Monday, October 25, 2010
Why, in a world in which a million people die every week, is cryonics still a fringe activity? Some fairly novel arguments are made in this piece over at Depressed Metabolism: "in the case of cryonics, the idea is so antithetical to the existing order of civilization that it can it only be advanced by insurgent means. This is so because cryonics overturns the Vitalistic view of life, challenges the conventional definition of death, invalidates the core tenets of contemporary medicine, erodes the need for a mystical afterlife, radically redistributes capital (disrupts inheritance, bequests, and mortuary customs), mandates a complete change in reproductive behavior, perturbs generational succession, [requires] profoundly disruptive technologies such as cloning, regenerative medicine, nanotechnology, artificial intelligence ... [thus] the idea that cryonics was just an extension of medicine and is compatible with religion and existing social and political institutions, while superficially satisfying, is both mistaken and bound to fail. ... It is becoming clearer and clearer that demonstrating the technological feasibility of cryonics is not sufficient for the acceptance of cryonics. ... Cryonics advocates often seem to believe that if they refute the common scientific and technical objections to cryonics (which is not that hard to do because the psychological resistance to the idea prevents critics of checking even the most basic facts about the rationale and practice of cryonics) the social and psychological reservations will take care of themselves. This is not just incorrect, such reservations are often the most fundamental."

Monday, October 25, 2010
Aging is the accumulation of damage, and given that life expectancies have increased over time, we'd expect the aged to presently have less biological damage than was the case in the past. This is challenging to measure, however, given the crude state of medical technology in earlier eras. Here is an unusually clear example: "Today's 70-year-olds do far better in intelligence tests than their predecessors.
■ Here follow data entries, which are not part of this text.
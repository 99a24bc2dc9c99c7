//! Modifier engine: conditional, bounded reshaping of the base VC
//! distribution.
//!
//! Every modifier rule is evaluated (no early exit); each fired rule adds
//! its signed shift, capped per rule by `max_contribution`, into one
//! cumulative shift and multiplies its penalty into one penalty product.
//! The cumulative shift is clamped to the configured maximum and realized
//! once against the base distribution as a smooth move: whole bin-steps
//! plus a linear interpolation of the fractional remainder. Positive
//! shift moves mass toward class A (more vulnerable), negative toward F.
//!
//! The governing type's admissible class range is a hard wall: after the
//! shift, mass outside the range is discarded and the distribution
//! renormalized. If everything was discarded the distribution falls back
//! to uniform over the admissible range.

use crate::config::{EngineConfig, ModifierCondition};
use crate::domain::{AttributeSet, FiredModifier, VcDistribution};

/// Result of one modifier pass.
#[derive(Debug)]
pub struct ModifierOutcome {
    pub distribution: VcDistribution,
    pub fired: Vec<FiredModifier>,
    /// Realized total shift, after the cumulative clamp.
    pub cumulative_shift: f64,
    /// Product of fired rules' confidence penalties.
    pub penalty_product: f64,
}

/// Apply all modifier rules to `base`. `governing` is the top-weighted
/// candidate's label; its admissible range bounds the final distribution.
pub fn apply_modifiers(
    cfg: &EngineConfig,
    attrs: &AttributeSet,
    base: VcDistribution,
    governing: &str,
) -> ModifierOutcome {
    let mut fired = Vec::new();
    let mut total = 0.0;
    let mut penalty_product = 1.0;

    for rule in &cfg.modifiers {
        if !condition_matches(&rule.condition, attrs, governing) {
            continue;
        }
        let contrib = match rule.max_contribution {
            Some(cap) => rule.shift.clamp(-cap, cap),
            None => rule.shift,
        };
        total += contrib;
        penalty_product *= rule.confidence_penalty;
        fired.push(FiredModifier {
            id: rule.id.clone(),
            shift: contrib,
            confidence_penalty: rule.confidence_penalty,
        });
    }

    let cap = cfg.tuning.max_cumulative_shift;
    let total = total.clamp(-cap, cap);

    let (lo, hi) = match cfg.vocabulary.get(governing) {
        Some(entry) => (entry.range_min.index(), entry.range_max.index()),
        None => (0, 5),
    };
    let distribution = shift_distribution(base, total, lo, hi);

    ModifierOutcome {
        distribution,
        fired,
        cumulative_shift: total,
        penalty_product,
    }
}

/// Smooth bounded shift of a six-bin distribution.
///
/// `shift > 0` moves mass toward A (index 0); `shift < 0` toward F.
/// Boundary bins absorb mass that would leave the array, so the shift
/// itself conserves probability; only the hard-range cut discards mass.
pub fn shift_distribution(
    base: VcDistribution,
    shift: f64,
    lo: usize,
    hi: usize,
) -> VcDistribution {
    let toward_a = shift > 0.0;
    let magnitude = shift.abs();
    let full_steps = magnitude.floor() as usize;
    let frac = magnitude - magnitude.floor();

    let mut arr = base.0;
    for _ in 0..full_steps {
        arr = step_once(arr, toward_a);
    }
    if frac > 0.0 {
        let stepped = step_once(arr, toward_a);
        for i in 0..6 {
            arr[i] = arr[i] * (1.0 - frac) + stepped[i] * frac;
        }
    }

    for (i, p) in arr.iter_mut().enumerate() {
        if i < lo || i > hi {
            *p = 0.0;
        }
    }

    let sum: f64 = arr.iter().sum();
    if sum <= 0.0 {
        return VcDistribution::uniform_in(lo, hi);
    }
    for p in &mut arr {
        *p /= sum;
    }
    VcDistribution(arr)
}

/// Move all mass one whole bin-step; boundary bins keep what cannot move.
fn step_once(a: [f64; 6], toward_a: bool) -> [f64; 6] {
    let mut out = [0.0; 6];
    for (i, &p) in a.iter().enumerate() {
        let j = if toward_a { i.saturating_sub(1) } else { (i + 1).min(5) };
        out[j] += p;
    }
    out
}
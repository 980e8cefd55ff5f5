//! The cross-simulation gate run before an irreversible payment approval.
//!
//! A caseworker's simulated decision is re-simulated under the approver's
//! identity; the approval is only cleared when both consolidated schedules
//! are equivalent within the decision window.

pub mod types;
pub mod verifier;

pub use types::{Actor, PaymentSimulator, SimulatedPayment, SimulationRequest};
pub use verifier::{
    compare_within, ApprovalClearance, ConsistencyGate, Divergence, DivergenceReport, Verdict,
};
use chrono::{DateTime, NaiveDate, Utc};
use serde::Serialize;
use tracing::debug;

use crate::{
    errors::{PeriodError, TimelineError},
    ledger::{LineKind, PaymentLedger, PaymentLine},
    period::{Month, Period},
};

use super::entry::{EntryKind, TimelineEntry};

/// Precedence of a candidate entry: creation time, then a tier that places
/// restored amounts directly above the resume line that restored them.
type Rank = (DateTime<Utc>, u8);

const LINE_TIER: u8 = 0;
const RESTORED_TIER: u8 = 1;

/// The canonical schedule resolved from a [`PaymentLedger`].
///
/// Entries never overlap and are ordered by period start. Gaps are allowed:
/// dates no line ever covered have no entry.
#[derive(Debug, Clone, Default, Serialize, PartialEq, Eq)]
pub struct Timeline {
    entries: Vec<TimelineEntry>,
}

impl Timeline {
    /// Resolves the ledger into non-overlapping entries.
    ///
    /// Lines are laid down in creation order and each one takes precedence
    /// over everything created before it for the dates it covers, clipping or
    /// removing the earlier coverage. A resume line also restores, within its
    /// effective period, the amounts of earlier new lines that differ from
    /// its own declared amount.
    pub fn from_ledger(ledger: &PaymentLedger) -> Self {
        let mut candidates: Vec<(Rank, TimelineEntry)> = ledger
            .iter()
            .map(|line| ((line.created_at(), LINE_TIER), TimelineEntry::project(line)))
            .collect();
        candidates.extend(restored_amounts(ledger));
        candidates.sort_by_key(|(rank, _)| *rank);

        let entries = overlay(candidates.into_iter().map(|(_, entry)| entry));
        debug!(
            lines = ledger.len(),
            entries = entries.len(),
            "consolidated payment ledger"
        );
        Self { entries }
    }

    pub fn entries(&self) -> &[TimelineEntry] {
        &self.entries
    }

    pub fn iter(&self) -> std::slice::Iter<'_, TimelineEntry> {
        self.entries.iter()
    }

    pub fn len(&self) -> usize {
        self.entries.len()
    }

    pub fn is_empty(&self) -> bool {
        self.entries.is_empty()
    }

    /// First start to last end, ignoring any gaps in between.
    pub fn span(&self) -> Option<Period> {
        let periods: Vec<Period> = self.entries.iter().map(TimelineEntry::period).collect();
        Period::span_of(&periods)
    }

    pub fn active_on(&self, date: NaiveDate) -> Result<&TimelineEntry, TimelineError> {
        self.try_active_on(date)
            .ok_or(TimelineError::NoActivePaymentForDate(date))
    }

    pub fn try_active_on(&self, date: NaiveDate) -> Option<&TimelineEntry> {
        self.entries
            .iter()
            .find(|entry| entry.period().contains_date(date))
    }

    /// Clips the timeline to `window`.
    ///
    /// Entries inside the window are kept as they are, entries straddling it
    /// are cut to the overlap, and the rest are dropped. The result may be
    /// empty.
    pub fn restrict_to(&self, window: &Period) -> Timeline {
        let entries = self
            .entries
            .iter()
            .filter_map(|entry| {
                if window.contains(&entry.period()) {
                    Some(*entry)
                } else {
                    window
                        .intersection(&entry.period())
                        .map(|overlap| entry.with_period(overlap))
                }
            })
            .collect();
        Timeline { entries }
    }

    /// Restricts from `from` through the end of the current span.
    pub fn restrict_from(&self, from: NaiveDate) -> Result<Timeline, PeriodError> {
        match self.span() {
            Some(span) if from <= span.end() => {
                Ok(self.restrict_to(&Period::new(from, span.end())?))
            }
            _ => Ok(Timeline::default()),
        }
    }

    /// Same number of entries, pairwise equal in kind, period and amount.
    pub fn equivalent_to(&self, other: &Timeline) -> bool {
        self.entries.len() == other.entries.len()
            && self
                .entries
                .iter()
                .zip(&other.entries)
                .all(|(left, right)| left == right)
    }

    /// Equivalence after restricting both sides to `window`.
    ///
    /// Two timelines with nothing inside the window are not equivalent.
    pub fn equivalent_within(&self, other: &Timeline, window: &Period) -> bool {
        let left = self.restrict_to(window);
        let right = other.restrict_to(window);
        if left.is_empty() && right.is_empty() {
            return false;
        }
        left.equivalent_to(&right)
    }

    /// Amount payable for `month`, `None` when nothing covers it.
    pub fn amount_for(&self, month: &Month) -> Option<i64> {
        self.try_active_on(month.start()).map(TimelineEntry::amount)
    }

    /// One row per covered month, in chronological order.
    pub fn monthly_amounts(&self) -> Vec<(Month, i64)> {
        self.entries
            .iter()
            .flat_map(|entry| {
                entry
                    .period()
                    .months()
                    .into_iter()
                    .map(move |month| (month, entry.amount()))
            })
            .collect()
    }
}

impl<'a> IntoIterator for &'a Timeline {
    type Item = &'a TimelineEntry;
    type IntoIter = std::slice::Iter<'a, TimelineEntry>;

    fn into_iter(self) -> Self::IntoIter {
        self.entries.iter()
    }
}

/// Lays entries down in the given order; each one clips whatever it covers.
fn overlay(entries: impl IntoIterator<Item = TimelineEntry>) -> Vec<TimelineEntry> {
    let mut resolved: Vec<TimelineEntry> = Vec::new();
    for entry in entries {
        let covered = entry.period();
        resolved = resolved
            .into_iter()
            .flat_map(|existing| {
                existing
                    .period()
                    .minus(&covered)
                    .into_iter()
                    .map(move |remaining| existing.with_period(remaining))
            })
            .collect();
        resolved.push(entry);
    }
    resolved.sort_by_key(|entry| entry.period().start());
    resolved
}

/// Entries restoring earlier new-line amounts under each resume line.
fn restored_amounts(ledger: &PaymentLedger) -> Vec<(Rank, TimelineEntry)> {
    ledger
        .iter()
        .filter_map(|line| match line.kind() {
            LineKind::Resume { effective_period } => Some((line, effective_period)),
            _ => None,
        })
        .flat_map(|(resume, effective_period)| {
            let earlier_new_lines = ledger
                .iter()
                .filter(|line| line.kind() == LineKind::New)
                .filter(|line| line.created_at() < resume.created_at())
                .map(TimelineEntry::project);
            overlay(earlier_new_lines)
                .into_iter()
                .filter(|segment| segment.amount() != resume.amount())
                .filter_map(move |segment| {
                    segment
                        .period()
                        .intersection(&effective_period)
                        .map(|overlap| restored(resume, segment, overlap))
                })
                .collect::<Vec<_>>()
        })
        .collect()
}

fn restored(resume: &PaymentLine, segment: TimelineEntry, overlap: Period) -> (Rank, TimelineEntry) {
    let entry = TimelineEntry::new(
        EntryKind::Resume,
        overlap,
        segment.amount(),
        segment.origin_id(),
    );
    ((resume.created_at(), RESTORED_TIER), entry)
}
It has also become more difficult to detect dementia in its early stages, though forgetfulness is still an early symptom ... The H70 study provides data on cognitive symptoms that researchers have used to predict the development of dementia, and also to investigate whether the symptoms have changed in recent generations. The study involves a large proportion of 70-year-olds from Gothenburg, Sweden, who have been extensively examined over the years ... Using the test results, we've tried to identify people who are at risk of developing dementia. While this worked well for the group of 70-year-olds born in 1901-02, the same tests didn't offer any clues about who will develop dementia in the later generation of 70-year-olds born in 1930. ... The improvement can partly be explained by better pre- and neonatal care, better nutrition, higher quality of education, better treatment of high blood pressure and other vascular diseases, and not least the higher intellectual requirements of today's society, where access to advanced technology, television and the Internet has become part of everyday life."